Copy each line from the entries that the word "ContactRepository" appears in.

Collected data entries
#####
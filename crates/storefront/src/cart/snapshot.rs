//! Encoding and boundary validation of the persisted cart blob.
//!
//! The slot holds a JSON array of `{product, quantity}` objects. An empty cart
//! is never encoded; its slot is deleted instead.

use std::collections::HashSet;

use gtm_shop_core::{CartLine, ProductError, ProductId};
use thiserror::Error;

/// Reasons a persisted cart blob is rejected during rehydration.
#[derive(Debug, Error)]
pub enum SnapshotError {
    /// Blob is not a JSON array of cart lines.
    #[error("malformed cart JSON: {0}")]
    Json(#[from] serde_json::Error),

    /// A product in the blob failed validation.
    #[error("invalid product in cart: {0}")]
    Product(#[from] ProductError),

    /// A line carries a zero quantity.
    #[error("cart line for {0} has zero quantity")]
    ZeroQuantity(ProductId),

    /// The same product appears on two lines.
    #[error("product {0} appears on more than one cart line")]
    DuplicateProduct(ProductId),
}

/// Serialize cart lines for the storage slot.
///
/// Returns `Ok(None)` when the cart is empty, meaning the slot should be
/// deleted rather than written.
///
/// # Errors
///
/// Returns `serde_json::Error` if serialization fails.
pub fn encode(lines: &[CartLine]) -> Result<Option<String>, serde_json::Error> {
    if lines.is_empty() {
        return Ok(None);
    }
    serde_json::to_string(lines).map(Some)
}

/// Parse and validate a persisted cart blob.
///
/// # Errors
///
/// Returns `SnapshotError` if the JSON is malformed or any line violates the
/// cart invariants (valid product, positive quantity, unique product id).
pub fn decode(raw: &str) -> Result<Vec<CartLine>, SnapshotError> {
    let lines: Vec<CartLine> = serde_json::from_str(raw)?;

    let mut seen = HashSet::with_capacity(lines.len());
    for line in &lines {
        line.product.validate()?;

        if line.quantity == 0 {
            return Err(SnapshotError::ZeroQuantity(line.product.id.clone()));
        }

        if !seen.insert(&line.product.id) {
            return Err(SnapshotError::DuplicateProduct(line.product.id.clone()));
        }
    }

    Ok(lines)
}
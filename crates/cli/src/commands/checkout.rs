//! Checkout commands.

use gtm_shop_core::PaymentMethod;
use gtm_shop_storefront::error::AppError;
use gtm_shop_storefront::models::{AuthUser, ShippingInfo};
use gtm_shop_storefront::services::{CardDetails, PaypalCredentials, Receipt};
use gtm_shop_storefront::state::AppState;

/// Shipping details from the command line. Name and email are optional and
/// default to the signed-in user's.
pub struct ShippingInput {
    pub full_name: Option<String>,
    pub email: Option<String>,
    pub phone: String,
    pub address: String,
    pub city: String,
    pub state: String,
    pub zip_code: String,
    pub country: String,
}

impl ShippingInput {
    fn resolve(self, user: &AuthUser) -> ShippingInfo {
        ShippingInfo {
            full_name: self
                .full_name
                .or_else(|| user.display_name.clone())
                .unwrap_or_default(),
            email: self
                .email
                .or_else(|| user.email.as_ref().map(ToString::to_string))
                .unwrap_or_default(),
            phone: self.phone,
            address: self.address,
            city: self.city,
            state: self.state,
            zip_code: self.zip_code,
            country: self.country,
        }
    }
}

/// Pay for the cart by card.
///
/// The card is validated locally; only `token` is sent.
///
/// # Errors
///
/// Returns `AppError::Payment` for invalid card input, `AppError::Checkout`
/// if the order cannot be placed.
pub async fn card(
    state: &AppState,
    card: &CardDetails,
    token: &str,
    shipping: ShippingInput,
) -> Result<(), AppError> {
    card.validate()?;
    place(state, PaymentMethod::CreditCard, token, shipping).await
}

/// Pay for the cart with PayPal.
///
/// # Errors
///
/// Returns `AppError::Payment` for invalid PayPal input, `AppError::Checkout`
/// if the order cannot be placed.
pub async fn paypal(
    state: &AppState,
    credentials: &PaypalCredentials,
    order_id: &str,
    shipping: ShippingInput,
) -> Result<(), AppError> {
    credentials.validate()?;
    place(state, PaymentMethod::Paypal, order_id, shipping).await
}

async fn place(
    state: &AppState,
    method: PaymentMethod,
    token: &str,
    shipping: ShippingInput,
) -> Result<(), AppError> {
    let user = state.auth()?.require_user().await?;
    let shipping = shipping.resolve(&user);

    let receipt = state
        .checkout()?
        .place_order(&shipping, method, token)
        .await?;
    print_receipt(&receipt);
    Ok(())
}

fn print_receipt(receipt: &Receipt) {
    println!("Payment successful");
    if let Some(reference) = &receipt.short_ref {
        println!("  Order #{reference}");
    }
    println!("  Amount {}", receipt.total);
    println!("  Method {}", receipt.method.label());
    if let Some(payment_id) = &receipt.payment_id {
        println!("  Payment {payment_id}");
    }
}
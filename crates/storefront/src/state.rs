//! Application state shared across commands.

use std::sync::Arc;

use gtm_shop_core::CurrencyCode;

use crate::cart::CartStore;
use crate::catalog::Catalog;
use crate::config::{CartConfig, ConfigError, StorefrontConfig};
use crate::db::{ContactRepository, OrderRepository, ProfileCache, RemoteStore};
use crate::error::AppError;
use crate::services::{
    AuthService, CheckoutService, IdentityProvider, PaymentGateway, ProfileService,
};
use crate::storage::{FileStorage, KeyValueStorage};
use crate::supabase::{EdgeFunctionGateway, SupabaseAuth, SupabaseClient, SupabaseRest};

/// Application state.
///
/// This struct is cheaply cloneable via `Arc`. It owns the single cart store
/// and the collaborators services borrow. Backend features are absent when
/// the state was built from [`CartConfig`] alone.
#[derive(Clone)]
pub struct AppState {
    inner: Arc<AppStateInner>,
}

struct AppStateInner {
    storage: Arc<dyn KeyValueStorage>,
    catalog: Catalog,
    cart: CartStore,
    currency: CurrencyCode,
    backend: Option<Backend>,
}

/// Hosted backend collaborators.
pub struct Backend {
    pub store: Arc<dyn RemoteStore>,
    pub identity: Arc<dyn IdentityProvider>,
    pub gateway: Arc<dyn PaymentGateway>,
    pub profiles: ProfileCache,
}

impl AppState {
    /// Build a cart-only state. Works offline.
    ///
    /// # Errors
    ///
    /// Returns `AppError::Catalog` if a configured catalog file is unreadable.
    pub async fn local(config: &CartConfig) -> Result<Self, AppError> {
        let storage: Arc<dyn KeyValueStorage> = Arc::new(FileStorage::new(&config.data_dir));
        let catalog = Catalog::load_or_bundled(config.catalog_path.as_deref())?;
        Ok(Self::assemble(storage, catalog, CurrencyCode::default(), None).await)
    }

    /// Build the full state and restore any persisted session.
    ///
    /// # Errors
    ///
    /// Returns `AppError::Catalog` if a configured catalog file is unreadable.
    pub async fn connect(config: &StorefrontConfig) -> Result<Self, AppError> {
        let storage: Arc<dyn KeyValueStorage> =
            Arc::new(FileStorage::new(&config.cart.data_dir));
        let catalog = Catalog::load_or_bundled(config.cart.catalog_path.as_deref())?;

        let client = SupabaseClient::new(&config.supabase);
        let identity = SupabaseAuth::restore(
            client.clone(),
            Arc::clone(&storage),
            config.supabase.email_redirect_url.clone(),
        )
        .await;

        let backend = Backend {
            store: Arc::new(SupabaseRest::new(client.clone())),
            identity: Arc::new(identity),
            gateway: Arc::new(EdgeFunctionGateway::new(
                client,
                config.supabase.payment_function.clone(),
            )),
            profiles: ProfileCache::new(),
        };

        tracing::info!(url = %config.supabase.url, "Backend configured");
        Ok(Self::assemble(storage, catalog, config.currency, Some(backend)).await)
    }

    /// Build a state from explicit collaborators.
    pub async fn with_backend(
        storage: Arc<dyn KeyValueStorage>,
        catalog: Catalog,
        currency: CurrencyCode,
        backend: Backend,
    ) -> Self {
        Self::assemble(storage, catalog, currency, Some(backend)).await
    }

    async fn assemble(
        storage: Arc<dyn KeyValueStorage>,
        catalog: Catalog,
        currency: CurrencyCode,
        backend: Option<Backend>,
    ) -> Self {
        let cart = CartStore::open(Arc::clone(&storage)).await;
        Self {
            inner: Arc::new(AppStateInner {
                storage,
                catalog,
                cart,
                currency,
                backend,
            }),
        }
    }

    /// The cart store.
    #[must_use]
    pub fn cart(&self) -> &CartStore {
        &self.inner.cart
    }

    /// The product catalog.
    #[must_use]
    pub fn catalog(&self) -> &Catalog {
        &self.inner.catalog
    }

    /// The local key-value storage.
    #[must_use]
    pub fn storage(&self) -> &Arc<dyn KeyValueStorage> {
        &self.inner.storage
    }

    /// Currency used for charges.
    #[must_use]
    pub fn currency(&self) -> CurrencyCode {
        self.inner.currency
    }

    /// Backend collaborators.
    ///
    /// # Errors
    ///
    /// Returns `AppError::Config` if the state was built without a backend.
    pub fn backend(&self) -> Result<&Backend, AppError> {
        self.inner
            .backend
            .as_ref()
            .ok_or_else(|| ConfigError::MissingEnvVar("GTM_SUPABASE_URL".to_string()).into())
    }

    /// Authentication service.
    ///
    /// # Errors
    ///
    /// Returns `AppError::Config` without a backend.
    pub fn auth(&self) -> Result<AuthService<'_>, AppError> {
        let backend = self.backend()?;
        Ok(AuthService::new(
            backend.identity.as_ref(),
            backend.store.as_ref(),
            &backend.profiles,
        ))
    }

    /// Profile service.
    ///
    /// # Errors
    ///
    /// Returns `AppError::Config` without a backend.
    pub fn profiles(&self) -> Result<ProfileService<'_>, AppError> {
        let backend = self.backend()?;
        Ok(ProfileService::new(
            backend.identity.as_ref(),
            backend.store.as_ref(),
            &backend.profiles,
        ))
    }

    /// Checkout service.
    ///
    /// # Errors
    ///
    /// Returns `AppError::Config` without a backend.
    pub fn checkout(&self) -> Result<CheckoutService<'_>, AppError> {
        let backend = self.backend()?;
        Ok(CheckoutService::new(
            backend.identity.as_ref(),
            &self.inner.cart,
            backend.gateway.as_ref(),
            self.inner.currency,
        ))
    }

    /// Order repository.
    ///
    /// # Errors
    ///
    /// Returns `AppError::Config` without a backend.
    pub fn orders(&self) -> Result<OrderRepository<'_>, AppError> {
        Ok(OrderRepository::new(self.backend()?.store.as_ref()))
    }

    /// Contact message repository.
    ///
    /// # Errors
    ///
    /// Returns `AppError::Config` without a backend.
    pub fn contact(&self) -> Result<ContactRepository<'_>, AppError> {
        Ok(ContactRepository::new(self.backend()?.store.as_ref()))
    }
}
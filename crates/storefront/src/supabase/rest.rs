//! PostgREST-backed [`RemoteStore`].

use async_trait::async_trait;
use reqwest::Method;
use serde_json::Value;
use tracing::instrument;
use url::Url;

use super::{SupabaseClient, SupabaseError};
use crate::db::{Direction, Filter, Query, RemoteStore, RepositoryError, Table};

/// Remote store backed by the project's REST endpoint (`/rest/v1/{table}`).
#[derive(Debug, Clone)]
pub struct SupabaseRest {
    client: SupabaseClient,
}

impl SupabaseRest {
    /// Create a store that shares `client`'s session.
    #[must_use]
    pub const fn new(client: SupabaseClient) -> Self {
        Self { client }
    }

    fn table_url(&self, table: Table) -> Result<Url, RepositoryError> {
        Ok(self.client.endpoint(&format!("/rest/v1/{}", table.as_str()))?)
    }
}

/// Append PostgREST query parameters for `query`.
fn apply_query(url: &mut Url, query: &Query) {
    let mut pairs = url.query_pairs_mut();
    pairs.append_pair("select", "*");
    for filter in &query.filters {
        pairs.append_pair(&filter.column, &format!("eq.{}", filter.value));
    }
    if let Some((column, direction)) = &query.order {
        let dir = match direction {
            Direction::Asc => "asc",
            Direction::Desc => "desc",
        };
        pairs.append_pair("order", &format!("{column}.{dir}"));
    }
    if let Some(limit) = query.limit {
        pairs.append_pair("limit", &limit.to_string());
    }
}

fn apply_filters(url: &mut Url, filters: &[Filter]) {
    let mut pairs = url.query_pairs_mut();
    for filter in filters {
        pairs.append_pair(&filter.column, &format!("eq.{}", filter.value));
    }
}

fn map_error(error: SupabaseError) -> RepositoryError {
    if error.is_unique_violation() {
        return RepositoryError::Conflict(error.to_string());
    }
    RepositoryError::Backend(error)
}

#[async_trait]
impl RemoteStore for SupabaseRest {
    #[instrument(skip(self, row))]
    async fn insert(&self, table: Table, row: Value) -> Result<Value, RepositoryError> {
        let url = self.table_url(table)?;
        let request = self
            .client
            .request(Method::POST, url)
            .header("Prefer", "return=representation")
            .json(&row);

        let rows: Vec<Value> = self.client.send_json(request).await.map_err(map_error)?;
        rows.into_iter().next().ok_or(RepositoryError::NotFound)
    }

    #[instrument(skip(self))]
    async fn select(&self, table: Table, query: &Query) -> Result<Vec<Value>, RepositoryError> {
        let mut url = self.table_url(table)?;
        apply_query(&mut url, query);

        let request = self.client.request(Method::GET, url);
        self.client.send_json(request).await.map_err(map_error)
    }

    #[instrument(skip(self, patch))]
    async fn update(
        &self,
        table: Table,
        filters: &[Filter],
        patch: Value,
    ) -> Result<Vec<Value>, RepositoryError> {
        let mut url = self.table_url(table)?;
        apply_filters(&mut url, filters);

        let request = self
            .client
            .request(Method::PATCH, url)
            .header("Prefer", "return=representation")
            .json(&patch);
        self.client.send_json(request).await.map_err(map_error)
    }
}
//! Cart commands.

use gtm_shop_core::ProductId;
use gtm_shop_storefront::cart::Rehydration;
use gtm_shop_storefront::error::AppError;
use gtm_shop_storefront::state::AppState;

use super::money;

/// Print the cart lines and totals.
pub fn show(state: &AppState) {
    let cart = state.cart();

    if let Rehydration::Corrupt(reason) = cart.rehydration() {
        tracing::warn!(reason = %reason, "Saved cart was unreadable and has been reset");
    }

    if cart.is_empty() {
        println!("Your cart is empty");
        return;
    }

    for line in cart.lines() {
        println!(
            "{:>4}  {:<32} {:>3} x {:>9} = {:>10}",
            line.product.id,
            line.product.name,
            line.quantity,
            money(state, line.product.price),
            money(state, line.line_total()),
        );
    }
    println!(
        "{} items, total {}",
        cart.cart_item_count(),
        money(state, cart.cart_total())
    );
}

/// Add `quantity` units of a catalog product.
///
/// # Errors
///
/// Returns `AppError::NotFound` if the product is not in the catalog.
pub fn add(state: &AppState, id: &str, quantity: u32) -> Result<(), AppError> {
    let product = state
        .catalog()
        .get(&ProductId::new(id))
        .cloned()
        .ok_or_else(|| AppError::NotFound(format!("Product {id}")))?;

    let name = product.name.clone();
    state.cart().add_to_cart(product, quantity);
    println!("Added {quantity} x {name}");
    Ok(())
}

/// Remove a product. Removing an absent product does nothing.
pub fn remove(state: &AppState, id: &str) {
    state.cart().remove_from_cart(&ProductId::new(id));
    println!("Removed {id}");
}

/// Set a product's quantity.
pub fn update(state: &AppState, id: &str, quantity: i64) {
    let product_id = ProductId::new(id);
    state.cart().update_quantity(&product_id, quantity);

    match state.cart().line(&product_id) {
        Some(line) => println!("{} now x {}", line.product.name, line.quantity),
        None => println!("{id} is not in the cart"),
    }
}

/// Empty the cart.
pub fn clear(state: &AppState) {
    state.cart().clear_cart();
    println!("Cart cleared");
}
#####
## RESULT OF THE EXERCISE:
use crate::db::{ContactRepository, OrderRepository, ProfileCache, RemoteStore};
    pub fn contact(&self) -> Result<ContactRepository<'_>, AppError> {
        Ok(ContactRepository::new(self.backend()?.store.as_ref()))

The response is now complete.